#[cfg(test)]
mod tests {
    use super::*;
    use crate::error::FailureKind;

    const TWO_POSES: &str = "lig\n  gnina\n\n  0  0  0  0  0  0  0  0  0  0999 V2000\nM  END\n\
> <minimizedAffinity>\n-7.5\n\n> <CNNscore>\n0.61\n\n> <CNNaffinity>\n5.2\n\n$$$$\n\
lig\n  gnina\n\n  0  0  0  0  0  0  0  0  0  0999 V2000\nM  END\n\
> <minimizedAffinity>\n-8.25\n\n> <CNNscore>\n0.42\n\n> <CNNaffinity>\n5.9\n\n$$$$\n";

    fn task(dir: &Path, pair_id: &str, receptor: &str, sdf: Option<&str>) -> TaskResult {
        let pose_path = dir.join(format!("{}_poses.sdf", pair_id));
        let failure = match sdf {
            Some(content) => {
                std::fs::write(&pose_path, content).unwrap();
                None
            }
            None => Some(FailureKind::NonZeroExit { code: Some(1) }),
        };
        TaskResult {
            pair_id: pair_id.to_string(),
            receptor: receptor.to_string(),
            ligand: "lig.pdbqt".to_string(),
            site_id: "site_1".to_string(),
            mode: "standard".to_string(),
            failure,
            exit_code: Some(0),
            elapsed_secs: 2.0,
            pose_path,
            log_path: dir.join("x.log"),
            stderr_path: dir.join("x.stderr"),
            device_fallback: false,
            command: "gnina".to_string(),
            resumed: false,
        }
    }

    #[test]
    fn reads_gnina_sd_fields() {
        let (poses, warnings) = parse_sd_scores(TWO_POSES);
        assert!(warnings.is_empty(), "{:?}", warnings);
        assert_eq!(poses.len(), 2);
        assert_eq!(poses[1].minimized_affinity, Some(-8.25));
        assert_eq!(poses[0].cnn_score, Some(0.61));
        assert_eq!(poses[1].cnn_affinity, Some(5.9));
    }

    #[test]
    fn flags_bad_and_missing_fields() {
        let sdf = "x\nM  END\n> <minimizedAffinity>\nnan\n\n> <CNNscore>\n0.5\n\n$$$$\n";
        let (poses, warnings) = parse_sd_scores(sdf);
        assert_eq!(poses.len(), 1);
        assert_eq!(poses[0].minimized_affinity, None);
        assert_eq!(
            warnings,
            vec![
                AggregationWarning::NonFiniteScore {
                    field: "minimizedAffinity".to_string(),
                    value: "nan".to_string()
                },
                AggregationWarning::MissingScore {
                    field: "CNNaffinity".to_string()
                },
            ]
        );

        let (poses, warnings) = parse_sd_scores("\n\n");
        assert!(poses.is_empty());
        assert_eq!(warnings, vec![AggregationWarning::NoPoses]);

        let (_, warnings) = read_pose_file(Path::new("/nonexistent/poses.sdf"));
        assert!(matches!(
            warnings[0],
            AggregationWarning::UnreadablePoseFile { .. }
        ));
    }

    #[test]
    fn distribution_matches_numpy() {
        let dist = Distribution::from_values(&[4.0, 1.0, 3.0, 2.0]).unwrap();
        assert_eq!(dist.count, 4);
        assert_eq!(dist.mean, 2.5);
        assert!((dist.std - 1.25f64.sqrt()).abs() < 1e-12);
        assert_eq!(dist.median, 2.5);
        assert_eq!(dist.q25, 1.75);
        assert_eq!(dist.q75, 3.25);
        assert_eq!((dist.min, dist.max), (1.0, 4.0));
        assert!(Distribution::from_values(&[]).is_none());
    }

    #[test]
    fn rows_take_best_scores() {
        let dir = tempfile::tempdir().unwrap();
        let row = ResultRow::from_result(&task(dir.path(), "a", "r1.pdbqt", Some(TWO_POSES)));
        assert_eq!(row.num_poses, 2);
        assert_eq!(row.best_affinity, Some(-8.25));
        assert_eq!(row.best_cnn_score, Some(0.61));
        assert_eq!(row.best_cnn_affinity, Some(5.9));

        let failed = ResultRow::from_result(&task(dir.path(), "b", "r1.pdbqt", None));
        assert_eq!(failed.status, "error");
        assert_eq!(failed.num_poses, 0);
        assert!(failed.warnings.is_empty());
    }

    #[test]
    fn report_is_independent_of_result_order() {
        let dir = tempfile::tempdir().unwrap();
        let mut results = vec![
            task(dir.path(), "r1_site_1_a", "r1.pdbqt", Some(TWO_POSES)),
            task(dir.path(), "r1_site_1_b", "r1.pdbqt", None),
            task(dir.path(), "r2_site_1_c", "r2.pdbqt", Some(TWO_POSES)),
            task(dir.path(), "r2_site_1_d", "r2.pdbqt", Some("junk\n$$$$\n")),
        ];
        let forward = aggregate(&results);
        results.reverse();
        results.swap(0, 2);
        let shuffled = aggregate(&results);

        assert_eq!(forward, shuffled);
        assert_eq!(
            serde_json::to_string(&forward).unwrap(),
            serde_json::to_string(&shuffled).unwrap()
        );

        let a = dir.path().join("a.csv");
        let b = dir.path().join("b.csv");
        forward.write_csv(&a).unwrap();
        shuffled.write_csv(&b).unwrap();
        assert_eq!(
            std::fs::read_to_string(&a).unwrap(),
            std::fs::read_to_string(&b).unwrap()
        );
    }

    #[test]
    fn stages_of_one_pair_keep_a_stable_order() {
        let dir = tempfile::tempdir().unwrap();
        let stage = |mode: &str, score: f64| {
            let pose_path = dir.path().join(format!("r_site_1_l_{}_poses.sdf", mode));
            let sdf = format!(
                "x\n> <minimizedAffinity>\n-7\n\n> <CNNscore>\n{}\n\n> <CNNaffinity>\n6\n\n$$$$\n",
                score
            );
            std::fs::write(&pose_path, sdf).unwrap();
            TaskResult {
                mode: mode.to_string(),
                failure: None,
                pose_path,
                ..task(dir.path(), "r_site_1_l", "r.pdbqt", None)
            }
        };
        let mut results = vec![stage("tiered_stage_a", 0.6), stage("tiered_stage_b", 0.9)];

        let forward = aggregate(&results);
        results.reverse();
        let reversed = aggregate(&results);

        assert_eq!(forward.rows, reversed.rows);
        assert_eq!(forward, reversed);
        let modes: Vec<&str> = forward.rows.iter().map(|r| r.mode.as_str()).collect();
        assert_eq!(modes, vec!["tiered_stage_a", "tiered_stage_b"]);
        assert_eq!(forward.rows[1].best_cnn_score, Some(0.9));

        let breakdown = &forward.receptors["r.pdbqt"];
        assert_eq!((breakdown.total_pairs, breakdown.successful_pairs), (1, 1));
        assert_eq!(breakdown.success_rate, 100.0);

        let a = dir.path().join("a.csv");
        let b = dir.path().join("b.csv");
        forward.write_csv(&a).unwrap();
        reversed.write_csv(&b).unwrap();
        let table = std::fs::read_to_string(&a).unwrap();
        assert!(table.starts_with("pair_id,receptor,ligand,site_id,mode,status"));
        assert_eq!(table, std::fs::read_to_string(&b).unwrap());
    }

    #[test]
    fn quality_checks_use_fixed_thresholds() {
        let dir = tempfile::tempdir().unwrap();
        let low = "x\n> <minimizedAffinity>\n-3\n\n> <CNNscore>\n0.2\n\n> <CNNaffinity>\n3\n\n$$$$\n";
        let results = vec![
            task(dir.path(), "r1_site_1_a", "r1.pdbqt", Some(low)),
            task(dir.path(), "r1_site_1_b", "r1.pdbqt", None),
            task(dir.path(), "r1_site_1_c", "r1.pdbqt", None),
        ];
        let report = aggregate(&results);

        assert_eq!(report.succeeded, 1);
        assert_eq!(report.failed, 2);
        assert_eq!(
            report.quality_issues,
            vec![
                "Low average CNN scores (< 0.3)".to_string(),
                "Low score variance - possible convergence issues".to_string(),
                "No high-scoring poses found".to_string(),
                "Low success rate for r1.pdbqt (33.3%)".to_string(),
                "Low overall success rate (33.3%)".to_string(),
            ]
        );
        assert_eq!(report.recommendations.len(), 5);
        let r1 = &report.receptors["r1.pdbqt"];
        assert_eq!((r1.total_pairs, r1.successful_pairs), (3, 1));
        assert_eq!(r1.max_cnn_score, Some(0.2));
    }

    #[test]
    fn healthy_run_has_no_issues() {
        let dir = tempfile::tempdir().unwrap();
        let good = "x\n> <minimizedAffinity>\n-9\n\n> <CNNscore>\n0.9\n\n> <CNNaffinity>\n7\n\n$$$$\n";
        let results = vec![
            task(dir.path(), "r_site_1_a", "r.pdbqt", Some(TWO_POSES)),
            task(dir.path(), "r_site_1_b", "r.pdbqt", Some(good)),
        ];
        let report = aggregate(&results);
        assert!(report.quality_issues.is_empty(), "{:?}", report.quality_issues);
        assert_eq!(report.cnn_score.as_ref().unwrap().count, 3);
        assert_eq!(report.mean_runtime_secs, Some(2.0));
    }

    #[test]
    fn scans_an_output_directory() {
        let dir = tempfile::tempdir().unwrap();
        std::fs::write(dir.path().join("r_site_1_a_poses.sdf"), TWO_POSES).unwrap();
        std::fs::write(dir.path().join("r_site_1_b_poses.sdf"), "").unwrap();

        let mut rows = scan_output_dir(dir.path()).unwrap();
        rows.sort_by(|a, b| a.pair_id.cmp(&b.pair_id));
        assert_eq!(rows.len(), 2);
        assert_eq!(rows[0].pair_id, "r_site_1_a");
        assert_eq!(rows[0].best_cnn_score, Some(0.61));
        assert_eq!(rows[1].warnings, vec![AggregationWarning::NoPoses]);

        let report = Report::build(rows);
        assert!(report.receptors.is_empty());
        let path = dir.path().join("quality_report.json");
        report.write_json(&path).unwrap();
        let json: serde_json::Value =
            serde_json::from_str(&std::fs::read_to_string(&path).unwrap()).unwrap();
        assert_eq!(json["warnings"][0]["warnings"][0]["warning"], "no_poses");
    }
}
□ □ □ □
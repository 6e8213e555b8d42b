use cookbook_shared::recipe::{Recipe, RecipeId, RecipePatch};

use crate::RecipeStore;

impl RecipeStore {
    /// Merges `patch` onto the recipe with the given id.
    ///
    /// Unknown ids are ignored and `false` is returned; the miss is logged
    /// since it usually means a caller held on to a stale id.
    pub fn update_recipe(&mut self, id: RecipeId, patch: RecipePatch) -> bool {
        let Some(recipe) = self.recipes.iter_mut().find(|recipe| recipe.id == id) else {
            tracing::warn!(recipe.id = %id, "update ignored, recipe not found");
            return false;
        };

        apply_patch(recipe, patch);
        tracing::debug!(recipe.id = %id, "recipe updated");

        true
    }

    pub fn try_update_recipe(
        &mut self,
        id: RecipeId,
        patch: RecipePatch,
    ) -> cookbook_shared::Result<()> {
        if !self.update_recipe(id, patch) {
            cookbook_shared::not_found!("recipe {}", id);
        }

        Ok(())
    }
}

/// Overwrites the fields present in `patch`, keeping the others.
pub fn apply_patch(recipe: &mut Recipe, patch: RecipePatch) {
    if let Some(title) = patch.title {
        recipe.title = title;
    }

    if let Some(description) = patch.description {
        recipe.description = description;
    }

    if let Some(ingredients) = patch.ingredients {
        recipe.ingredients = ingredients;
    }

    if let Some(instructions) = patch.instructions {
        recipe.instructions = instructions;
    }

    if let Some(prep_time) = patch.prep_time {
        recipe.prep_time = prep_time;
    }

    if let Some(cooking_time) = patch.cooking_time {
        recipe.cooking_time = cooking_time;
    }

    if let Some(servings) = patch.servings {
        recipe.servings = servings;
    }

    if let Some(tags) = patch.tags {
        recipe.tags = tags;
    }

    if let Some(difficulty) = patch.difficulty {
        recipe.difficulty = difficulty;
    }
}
□ □ □ □
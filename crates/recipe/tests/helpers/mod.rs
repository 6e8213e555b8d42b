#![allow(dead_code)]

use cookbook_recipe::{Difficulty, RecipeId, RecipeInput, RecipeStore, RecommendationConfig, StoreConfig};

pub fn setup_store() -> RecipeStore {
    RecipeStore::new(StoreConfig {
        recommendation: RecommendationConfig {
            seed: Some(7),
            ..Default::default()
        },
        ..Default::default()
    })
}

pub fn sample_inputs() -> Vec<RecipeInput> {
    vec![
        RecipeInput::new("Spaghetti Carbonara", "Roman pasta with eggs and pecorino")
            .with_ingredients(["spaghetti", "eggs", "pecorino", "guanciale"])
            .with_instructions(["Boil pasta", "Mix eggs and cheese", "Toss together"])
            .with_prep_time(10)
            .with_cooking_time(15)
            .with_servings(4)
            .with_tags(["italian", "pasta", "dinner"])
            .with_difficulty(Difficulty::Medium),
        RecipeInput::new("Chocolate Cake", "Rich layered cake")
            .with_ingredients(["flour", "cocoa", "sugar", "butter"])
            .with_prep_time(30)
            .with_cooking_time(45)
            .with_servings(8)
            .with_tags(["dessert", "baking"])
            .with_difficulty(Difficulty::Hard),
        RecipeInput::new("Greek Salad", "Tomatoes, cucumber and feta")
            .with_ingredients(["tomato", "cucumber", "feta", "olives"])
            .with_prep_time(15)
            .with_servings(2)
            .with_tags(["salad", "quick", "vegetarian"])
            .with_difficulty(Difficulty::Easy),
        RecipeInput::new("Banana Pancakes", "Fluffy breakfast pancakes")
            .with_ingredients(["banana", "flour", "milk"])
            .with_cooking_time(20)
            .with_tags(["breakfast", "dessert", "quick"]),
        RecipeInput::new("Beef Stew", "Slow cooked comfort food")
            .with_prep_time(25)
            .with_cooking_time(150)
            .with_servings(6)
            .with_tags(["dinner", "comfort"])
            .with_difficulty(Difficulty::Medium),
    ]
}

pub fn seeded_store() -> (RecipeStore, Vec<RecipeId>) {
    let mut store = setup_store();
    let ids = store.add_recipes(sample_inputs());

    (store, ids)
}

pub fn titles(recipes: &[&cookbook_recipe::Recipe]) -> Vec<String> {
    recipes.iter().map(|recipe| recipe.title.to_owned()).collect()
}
□ □ □ □
== Required action ==
Check each line of the entries above for the string "shuffled", and return those that contain it.

== Answer to this task ==
        let shuffled = aggregate(&results);
        assert_eq!(forward, shuffled);
            serde_json::to_string(&shuffled).unwrap()
        shuffled.write_csv(&b).unwrap();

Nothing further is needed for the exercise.